Cox and Brittain believe that growth and maturation occurs during the market shares which are increased, which then results in trading-up occurring and finally the firms become high cost and high price retailers once again are vulnerable to the next innovator.
According to Dunne, Lusch, Gable and Gebhardt the wheel of retailing hypothesis is one of the oldest attempts to describe competitive development in retailing. As I read on and learn more and more about the wheel of retail the fact that it is a concept becomes more inevitable. How can something that is so undecided and be a theory, there is just no evidence to prove that it is a theory and yet most text books I have read refer to it as a theory. Peter McGoldrick does refer to the wheel of retail as being a notion.
Since McNair’s pioneering contribution, the wheel of retail has given rise to prolonged, occasionally acrimonious and ultimately inconclusive academic debate. At one extreme, it has been described as 'powerful and fascinating’ by Stern and El-Ansary. Greyser referred to it as ‘the dominant concept in retailing,’ and Brown talked about it being a great achievement in the study of marketing.’ Then at the other extreme it has been castigated for having ‘limited clarity’ (Gripsud) and for ‘failing to meet the criteria for formal theory,’ stated by Hirschman and Stampfl.
Another concept which I have been asked to discuss is the retail life cycle. Below is a diagram of the retail life cycle so you can see clearly what I am talking about when I discuss what it is.

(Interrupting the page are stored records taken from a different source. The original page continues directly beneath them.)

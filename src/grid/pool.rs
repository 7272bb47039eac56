// src/grid/pool.rs

//! Pre-cloned evaluation contexts handed out one per unit of work.

use crate::error::{Error, Result};
use crate::expr::{Context, Formula};
use log::trace;
use std::ops::{Deref, DerefMut};
use std::sync::{Arc, Mutex};

/// Fixed set of contexts cloned from one formula.
///
/// A slot holding `None` is in use. The lock is held only to pick or return
/// a slot, never while evaluating.
pub struct ContextPool {
    slots: Mutex<Vec<Option<Context>>>,
}

impl ContextPool {
    /// Clones `size` contexts from `formula`.
    pub fn new(formula: &Arc<Formula>, size: usize) -> Result<Self> {
        if size == 0 {
            return Err(Error::InvalidParameter("context pool size must be positive".to_string()));
        }
        let prototype = Context::new(Arc::clone(formula));
        let slots = (0..size).map(|_| Some(prototype.clone())).collect();
        Ok(Self {
            slots: Mutex::new(slots),
        })
    }

    pub fn size(&self) -> usize {
        self.slots.lock().unwrap_or_else(|e| e.into_inner()).len()
    }

    /// Number of contexts not currently leased.
    pub fn available(&self) -> usize {
        self.slots
            .lock()
            .unwrap_or_else(|e| e.into_inner())
            .iter()
            .filter(|s| s.is_some())
            .count()
    }

    /// Takes the first free context for `unit`.
    pub fn acquire(&self, unit: usize) -> Result<Lease<'_>> {
        let mut slots = self.slots.lock().unwrap_or_else(|e| e.into_inner());
        let index = slots
            .iter()
            .position(Option::is_some)
            .ok_or(Error::PoolExhausted { unit })?;
        let context = slots[index].take();
        trace!("unit {} leased context {}", unit, index);
        Ok(Lease {
            pool: self,
            index,
            context,
        })
    }

    fn release(&self, index: usize, context: Context) {
        let mut slots = self.slots.lock().unwrap_or_else(|e| e.into_inner());
        slots[index] = Some(context);
    }
}

/// Exclusive use of one pooled context; returned to the pool on drop.
pub struct Lease<'a> {
    pool: &'a ContextPool,
    index: usize,
    context: Option<Context>,
}

impl Lease<'_> {
    pub fn index(&self) -> usize {
        self.index
    }
}

impl Deref for Lease<'_> {
    type Target = Context;

    fn deref(&self) -> &Context {
        // Only emptied in drop.
        self.context.as_ref().unwrap_or_else(|| unreachable!("lease used after release"))
    }
}

impl DerefMut for Lease<'_> {
    fn deref_mut(&mut self) -> &mut Context {
        self.context.as_mut().unwrap_or_else(|| unreachable!("lease used after release"))
    }
}

impl Drop for Lease<'_> {
    fn drop(&mut self) {
        if let Some(context) = self.context.take() {
            self.pool.release(self.index, context);
        }
    }
}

The retail life cycle is not a theory either; it is a concept and is based on the product life cycle. It has been defined as a concept, “of retail competition that states that retailing institutions, like the products they distribute, pass through an identifiable cycle. This cycle can be partitioned into four distinct stages: (1) innovation (introduction), (2) accelerated development (growth), (3) maturity, and (4) decline as you can see in the diagram above.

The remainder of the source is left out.